MARTINI: (253) Tell the story again about the night when the IFC acquired something.
PARSHALL: (255) Okay. We were at fifteen minute alert and we got the siren go off and we are running down, and the call was for one missile at that time. We got the missile up in position and run all of your checks to make sure you could plug in the squib, and the last thing you do is plug in the squib but you don't actually do that. About that time you get a call from the IFC saying that it was just a test, everything is fine, da da da. We never got that, we got the command to plug it in. Our Sergeant in charge that night says ... I was standing next to, behind him ... and he had the earphones on. I didn't hear what was said to him but he kept on saying "Are you sure, sir?", "Are you sure, sir?" He repeated it five or six times and he was practically screaming it the last time making sure this man was telling him the right thing and the command was to plug it in which meant that we were going to fire it. Because that was the end result. You never plugged it in. It was too dangerous to plug it in.
MARTINI: (269) Who told him to actually plug it in?
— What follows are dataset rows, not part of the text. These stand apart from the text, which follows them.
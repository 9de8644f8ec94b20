//! Field value lists, custom field definitions, and picker data
//!
//! The agent fills the form from per-field value lists kept in the store.
//! Absent lists fall back to the built-in tables below; an explicitly
//! configured empty list is respected and yields an empty value.

use super::{keys, KvStore, StoreError};
use rand::seq::SliceRandom;
use serde::{Deserialize, Serialize};
use std::collections::BTreeMap;

pub type FieldValues = BTreeMap<String, Vec<String>>;

/// A user-defined form field: a label for display plus the selector (or raw
/// element id) the agent should target.
#[derive(Debug, Clone, PartialEq, Eq, Serialize, Deserialize)]
pub struct CustomField {
    pub label: String,
    #[serde(default)]
    pub selector: String,
}

/// Older store files kept custom fields as bare label strings.
#[derive(Deserialize)]
#[serde(untagged)]
enum CustomFieldCompat {
    Label(String),
    Full(CustomField),
}

/// An entry in the "field to test" picker
#[derive(Debug, Clone, PartialEq, Eq, Serialize, Deserialize)]
pub struct TestableField {
    pub key: String,
    pub label: String,
}

pub fn default_field_values() -> FieldValues {
    let table: &[(&str, &[&str])] = &[
        (
            "lastName",
            &[
                "Smith",
                "Johnson",
                "Williams",
                "Brown",
                "Jones",
                "Garcia",
                "Miller",
                "Davis",
                "Rodriguez",
                "Martinez",
            ],
        ),
        ("dayOfBirth", &["01", "05", "10", "15", "20", "25", "28"]),
        (
            "monthOfBirth",
            &[
                "01", "02", "03", "04", "05", "06", "07", "08", "09", "10", "11", "12",
            ],
        ),
        (
            "yearOfBirth",
            &["1980", "1985", "1990", "1995", "2000", "2005"],
        ),
        ("houseNumber", &["123", "456", "789", "1000", "2500"]),
        (
            "city",
            &[
                "Newfield",
                "Springfield",
                "Riverside",
                "Fairview",
                "Georgetown",
            ],
        ),
        (
            "streetName",
            &["Main Street", "High Street", "Market Street", "Oak Avenue"],
        ),
        (
            "firstName",
            &[
                "allMatch",
                "allMatchC",
                "allMatchA",
                "error500",
                "error200",
                "allDSMissing",
            ],
        ),
        (
            "stateProvince",
            &["CA", "NY", "TX", "FL", "IL", "PA", "OH"],
        ),
        (
            "postalCode",
            &["12345", "67890", "11111", "22222", "33333"],
        ),
        (
            "telephone",
            &["2001234567", "3001234567", "4001234567", "5001234567"],
        ),
        (
            "cellNumber",
            &["6001234567", "7001234567", "8001234567", "9001234567"],
        ),
        ("gender", &["M", "F"]),
        (
            "emailAddress",
            &[
                "test1@example.com",
                "test2@example.com",
                "test3@example.com",
            ],
        ),
    ];
    table
        .iter()
        .map(|(k, vs)| (k.to_string(), vs.iter().map(|v| v.to_string()).collect()))
        .collect()
}

pub fn default_testable_fields() -> Vec<TestableField> {
    [
        ("CellNumber", "Cell Number"),
        ("Telephone", "Telephone"),
        ("PostalCode", "Postal Code"),
        ("EmailAddress", "Email Address"),
        ("Gender", "Gender"),
        ("StateProvince", "State Province"),
    ]
    .into_iter()
    .map(|(key, label)| TestableField {
        key: key.to_string(),
        label: label.to_string(),
    })
    .collect()
}

pub fn default_countries() -> Vec<String> {
    vec!["Netherlands".to_string(), "Portugal".to_string()]
}

/// Derive a storage key from a selector or raw element id
pub fn derive_key_from_selector(selector: &str) -> String {
    selector
        .trim()
        .trim_start_matches('#')
        .chars()
        .filter(|c| c.is_ascii_alphanumeric())
        .collect()
}

// ---------------------------------------------------------------------------
// Value lists

pub async fn load_field_values(store: &KvStore) -> FieldValues {
    store
        .get::<FieldValues>(keys::FIELD_VALUES)
        .await
        .unwrap_or_else(default_field_values)
}

/// Pick a random configured value for `field`, or use `fallback` when the
/// field was never configured. A configured-but-empty list yields "".
pub async fn random_value(store: &KvStore, field: &str, fallback: &str) -> String {
    if let Some(stored) = store.get::<FieldValues>(keys::FIELD_VALUES).await {
        if let Some(values) = stored.get(field) {
            return values
                .choose(&mut rand::thread_rng())
                .cloned()
                .unwrap_or_default();
        }
    }
    fallback.to_string()
}

pub async fn add_value(store: &KvStore, field: &str, value: &str) -> Result<Vec<String>, StoreError> {
    let mut all = load_field_values(store).await;
    let values = all.entry(field.to_string()).or_default();
    if !values.iter().any(|v| v == value) {
        values.push(value.to_string());
    }
    let out = values.clone();
    store.try_set(keys::FIELD_VALUES, &all).await?;
    Ok(out)
}

pub async fn remove_value(
    store: &KvStore,
    field: &str,
    value: &str,
) -> Result<Vec<String>, StoreError> {
    let mut all = load_field_values(store).await;
    if let Some(values) = all.get_mut(field) {
        values.retain(|v| v != value);
    }
    let out = all.get(field).cloned().unwrap_or_default();
    store.try_set(keys::FIELD_VALUES, &all).await?;
    Ok(out)
}

pub async fn reset_field(store: &KvStore, field: &str) -> Result<Vec<String>, StoreError> {
    let defaults = default_field_values();
    let mut all = load_field_values(store).await;
    let restored = defaults.get(field).cloned().unwrap_or_default();
    all.insert(field.to_string(), restored.clone());
    store.try_set(keys::FIELD_VALUES, &all).await?;
    Ok(restored)
}

// ---------------------------------------------------------------------------
// Custom field definitions

pub async fn load_custom_fields(store: &KvStore) -> BTreeMap<String, CustomField> {
    let raw = store
        .get::<BTreeMap<String, CustomFieldCompat>>(keys::CUSTOM_FIELDS)
        .await
        .unwrap_or_default();
    raw.into_iter()
        .map(|(key, compat)| {
            let field = match compat {
                CustomFieldCompat::Label(label) => CustomField {
                    label,
                    selector: String::new(),
                },
                CustomFieldCompat::Full(field) => field,
            };
            (key, field)
        })
        .collect()
}

pub async fn add_custom_field(
    store: &KvStore,
    key: &str,
    label: &str,
    selector: &str,
) -> Result<(), StoreError> {
    let mut fields = load_custom_fields(store).await;
    if key.is_empty() || label.is_empty() {
        log::warn!("custom field needs both key and label");
        return Ok(());
    }
    if fields.contains_key(key) {
        log::warn!("custom field '{key}' already exists");
        return Ok(());
    }
    fields.insert(
        key.to_string(),
        CustomField {
            label: label.to_string(),
            selector: selector.to_string(),
        },
    );
    store.try_set(keys::CUSTOM_FIELDS, &fields).await?;

    // make sure a value list exists for the new field
    let mut values = load_field_values(store).await;
    values.entry(key.to_string()).or_default();
    store.try_set(keys::FIELD_VALUES, &values).await?;
    Ok(())
}

pub async fn remove_custom_field(store: &KvStore, key: &str) -> Result<(), StoreError> {
    let mut fields = load_custom_fields(store).await;
    fields.remove(key);
    store.try_set(keys::CUSTOM_FIELDS, &fields).await?;

    let mut values = load_field_values(store).await;
    if values.remove(key).is_some() {
        store.try_set(keys::FIELD_VALUES, &values).await?;
    }
    Ok(())
}

// ---------------------------------------------------------------------------
// Testable fields and countries

pub async fn load_testable_fields(store: &KvStore) -> Vec<TestableField> {
    store
        .get::<Vec<TestableField>>(keys::TESTABLE_FIELDS)
        .await
        .unwrap_or_else(default_testable_fields)
}

pub async fn add_testable_field(
    store: &KvStore,
    key: &str,
    label: &str,
) -> Result<Vec<TestableField>, StoreError> {
    let mut list = load_testable_fields(store).await;
    if !list.iter().any(|f| f.key == key) {
        list.push(TestableField {
            key: key.to_string(),
            label: label.to_string(),
        });
    }
    store.try_set(keys::TESTABLE_FIELDS, &list).await?;
    Ok(list)
}

pub async fn remove_testable_field(
    store: &KvStore,
    key: &str,
) -> Result<Vec<TestableField>, StoreError> {
    let mut list = load_testable_fields(store).await;
    list.retain(|f| f.key != key);
    store.try_set(keys::TESTABLE_FIELDS, &list).await?;
    Ok(list)
}

pub async fn load_countries(store: &KvStore) -> Vec<String> {
    store
        .get::<Vec<String>>(keys::COUNTRIES)
        .await
        .unwrap_or_else(default_countries)
}

pub async fn add_country(store: &KvStore, name: &str) -> Result<Vec<String>, StoreError> {
    let trimmed = name.trim();
    let mut list = load_countries(store).await;
    if !trimmed.is_empty() && !list.iter().any(|c| c == trimmed) {
        list.push(trimmed.to_string());
    }
    store.try_set(keys::COUNTRIES, &list).await?;
    Ok(list)
}

pub async fn remove_country(store: &KvStore, name: &str) -> Result<Vec<String>, StoreError> {
    let mut list = load_countries(store).await;
    list.retain(|c| c != name);
    store.try_set(keys::COUNTRIES, &list).await?;
    Ok(list)
}

#[cfg(test)]
mod tests {
    use super::*;

    fn temp_store() -> (tempfile::TempDir, KvStore) {
        let dir = tempfile::tempdir().unwrap();
        let store = KvStore::new(dir.path().join("store.json"));
        (dir, store)
    }

    #[tokio::test]
    async fn unconfigured_field_uses_fallback() {
        let (_dir, store) = temp_store();
        let v = random_value(&store, "postalCode", "12345").await;
        assert_eq!(v, "12345");
    }

    #[tokio::test]
    async fn configured_empty_list_yields_empty_value() {
        let (_dir, store) = temp_store();
        let mut values = FieldValues::new();
        values.insert("postalCode".to_string(), vec![]);
        store.set(keys::FIELD_VALUES, &values).await;

        let v = random_value(&store, "postalCode", "12345").await;
        assert_eq!(v, "");
    }

    #[tokio::test]
    async fn configured_list_is_sampled() {
        let (_dir, store) = temp_store();
        let mut values = FieldValues::new();
        values.insert("gender".to_string(), vec!["X".to_string()]);
        store.set(keys::FIELD_VALUES, &values).await;

        assert_eq!(random_value(&store, "gender", "M").await, "X");
    }

    #[tokio::test]
    async fn add_remove_reset_value_list() {
        let (_dir, store) = temp_store();
        let list = add_value(&store, "gender", "X").await.unwrap();
        assert!(list.contains(&"X".to_string()));
        // duplicate adds are ignored
        let list = add_value(&store, "gender", "X").await.unwrap();
        assert_eq!(list.iter().filter(|v| *v == "X").count(), 1);

        let list = remove_value(&store, "gender", "X").await.unwrap();
        assert!(!list.contains(&"X".to_string()));

        let restored = reset_field(&store, "gender").await.unwrap();
        assert_eq!(restored, vec!["M".to_string(), "F".to_string()]);
    }

    #[tokio::test]
    async fn custom_field_lifecycle_creates_value_slot() {
        let (_dir, store) = temp_store();
        add_custom_field(&store, "iban", "IBAN", "#textarea-field-IBAN")
            .await
            .unwrap();

        let fields = load_custom_fields(&store).await;
        assert_eq!(fields["iban"].selector, "#textarea-field-IBAN");
        let values = load_field_values(&store).await;
        assert_eq!(values["iban"], Vec::<String>::new());

        remove_custom_field(&store, "iban").await.unwrap();
        assert!(load_custom_fields(&store).await.is_empty());
        assert!(!load_field_values(&store).await.contains_key("iban"));
    }

    #[tokio::test]
    async fn legacy_string_custom_fields_are_normalized() {
        let (_dir, store) = temp_store();
        let mut raw = serde_json::Map::new();
        raw.insert("iban".to_string(), serde_json::json!("IBAN"));
        store.set(keys::CUSTOM_FIELDS, &raw).await;

        let fields = load_custom_fields(&store).await;
        assert_eq!(
            fields["iban"],
            CustomField {
                label: "IBAN".to_string(),
                selector: String::new(),
            }
        );
    }

    #[test]
    fn selector_key_derivation_strips_noise() {
        assert_eq!(derive_key_from_selector("#textarea-field-IBAN"), "textareafieldIBAN");
        assert_eq!(derive_key_from_selector("  plain "), "plain");
    }

    #[tokio::test]
    async fn countries_add_is_idempotent() {
        let (_dir, store) = temp_store();
        let list = add_country(&store, " Spain ").await.unwrap();
        assert!(list.contains(&"Spain".to_string()));
        let list = add_country(&store, "Spain").await.unwrap();
        assert_eq!(list.iter().filter(|c| *c == "Spain").count(), 1);
        let list = remove_country(&store, "Spain").await.unwrap();
        assert!(!list.contains(&"Spain".to_string()));
    }
}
PARSHALL: (269) Umm. The man in charge of the IFC for that night. It was the night shift. It was about three o'clock in the morning, actually. And so after we plugged it in we're, the sergeant and I, both are running down here. He put the keys in the console back there. We got in contact with them. It took at least five minutes before we phoned out, and then it was finally said, that ‘this is just a test.’ They never for the whole five minutes ... all we would have had to do was just shut up and fire it. We were never given that command, but they were going through other tests at the same time. We thought waiting for the target to come closer. That's all we thought we were doing. And well, that fifteen minute alert generally means that a plane will be here in fifteen minutes, but we had that missile up in less than five minutes, so we got ten minutes to spare by the time you got everything down here. And it’s “tick, tick, tick,” waiting for something to happen. We thought we were at war. I definitely was very fearful at that time that we would be at war, and then you start thinking of San Francisco would have been gone if we don't do our job. You start wondering, there is nothing more that you can do because it's all in their hands then. The missile is plugged in and ready to go and you are ... what I would be wondering ... why they had only called for one missile, you know. Didn't make any sense to me. If we are at war, let's get them up there! (Laughs).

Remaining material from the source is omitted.